Korlap aksi, Lamasali Lapandewa mengungkapkan, terdapat tiga poin dalam aksi yang digelar kali ini. Pertama meminta pihak berwajib kepolisian agar lakukan sidak terkait pemilik tambang yang mencoba kucing-kucingan dalam melakukan aktivitasnya.
Kemudian, lanjutnya, meminta menteri investasi, Bahlil Lahadalia agar meninjau langsung lokasi penambangan di Marombo.
“Dan meminta polda Sultra agar turun langsung melihat kondisi yang terjadi di Marombo saat ini,” terangnya.
Pria yang akrab disapa Saleh Key ini menambahkan, aksi ini bertujuan untuk menjaga keutuhan dan ketertiban dalam pengelolaan tambang nikel di Bumi Anoa ini. Selain itu, terdapat kepedulian pemerintah agar tak terjadi kerugian negara akibat dari aktivitas ilegal itu.
Menurut jenderal lapangan, Sarifudin, berdasarkan data dari Ditreskrimsus Polda Sultra dan Jajaran Polres setempat tahun 2020 melalui Rapat Koordinasi dengan Dinas Terkait menyebutkan bahwa, terdapat 7 perusahaan tambang nikel di Sultra yang melakukan pelanggaran.
Dari 7 perusahaan yang diketahui, 5 diantaranya berada di Kabupaten Konawe Utara.
“Ada pun pelanggaran yang dimaksud yakni aktivitas tanpa Izin Usaha Pertambangan (IUP) dan menambang di dalam kawasan hutan.

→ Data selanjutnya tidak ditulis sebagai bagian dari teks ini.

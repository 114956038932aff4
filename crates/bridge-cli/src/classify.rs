use std::sync::LazyLock;

use regex::Regex;

use crate::CliError;

/// Exit status shells use for "command not found"
const EXIT_COMMAND_NOT_FOUND: i32 = 127;

/// Shell and `env` reports about the executable itself, e.g.
/// `sh: 1: claude: not found` or `env: 'claude': No such file or directory`
static NOT_FOUND: LazyLock<Regex> = LazyLock::new(|| {
    Regex::new(r"(?im)(?:^|: )'?(?:\S*/)?claude'?: (?:command not found|not found|no such file or directory)\s*$")
        .expect("must be valid regex")
});

static AUTHENTICATION: LazyLock<Regex> = LazyLock::new(|| {
    Regex::new(
        r"(?i)(not (logged|signed) in|please run /login|invalid api key|authentication[_ ](error|failed|required)|\bunauthorized\b|oauth token (has )?expired)",
    )
    .expect("must be valid regex")
});

static TOOL_DENIED: LazyLock<Regex> = LazyLock::new(|| {
    Regex::new(r"(?i)(tool\b.*\bnot (permitted|allowed)|permission to use \S+ (was|has been) denied|requested permissions? to use)")
        .expect("must be valid regex")
});

static MODEL_UNAVAILABLE: LazyLock<Regex> = LazyLock::new(|| {
    Regex::new(r"(?i)(unknown model|invalid model|model\b.*\bnot (found|supported|available)|model\b.*\bdoes not exist)")
        .expect("must be valid regex")
});

/// Map a failed run onto a [`CliError`]
///
/// `reported` is the text of a `result` line flagged `is_error`, which is more
/// precise than stderr when the CLI produced one. Falls back to stderr and
/// finally to the bare exit code.
pub fn classify_failure(code: Option<i32>, stderr: &str, reported: Option<&str>) -> CliError {
    let message = reported
        .map(str::trim)
        .filter(|m| !m.is_empty())
        .or_else(|| Some(stderr.trim()).filter(|m| !m.is_empty()))
        .map_or_else(
            || match code {
                Some(code) => format!("command failed with exit code {code}"),
                None => "command terminated by signal".to_owned(),
            },
            str::to_owned,
        );

    if code == Some(EXIT_COMMAND_NOT_FOUND) || NOT_FOUND.is_match(&message) {
        return CliError::NotFound { path: message };
    }

    if AUTHENTICATION.is_match(&message) {
        return CliError::AuthenticationRequired { message };
    }

    if TOOL_DENIED.is_match(&message) {
        return CliError::ToolNotPermitted { message };
    }

    if MODEL_UNAVAILABLE.is_match(&message) {
        return CliError::ModelUnavailable { message };
    }

    CliError::Execution { code, message }
}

Kasus ini serupa dengan yang terjadi di luar Konawe Utara,” terangnya.
Lebih jauh dikatakan, aktivitas penambangan ilegal di Areal Penggunaan Lain (APL) maupun di dalam kawasan hutan dianggap telah merugikan masyarakat, daerah, dan negara. Disisi lainnya juga telah memicu terjadinya kerusakan alam dan lingkungan atau degradasi hutan, deforestasi, dan perubahan tutupan lahan yang dampaknya dirasakan langsung oleh masyarakat setempat.
“Olehnya itu kami berharap agar negara hadir dalam kasus ini,” pungkasnya. (Adm)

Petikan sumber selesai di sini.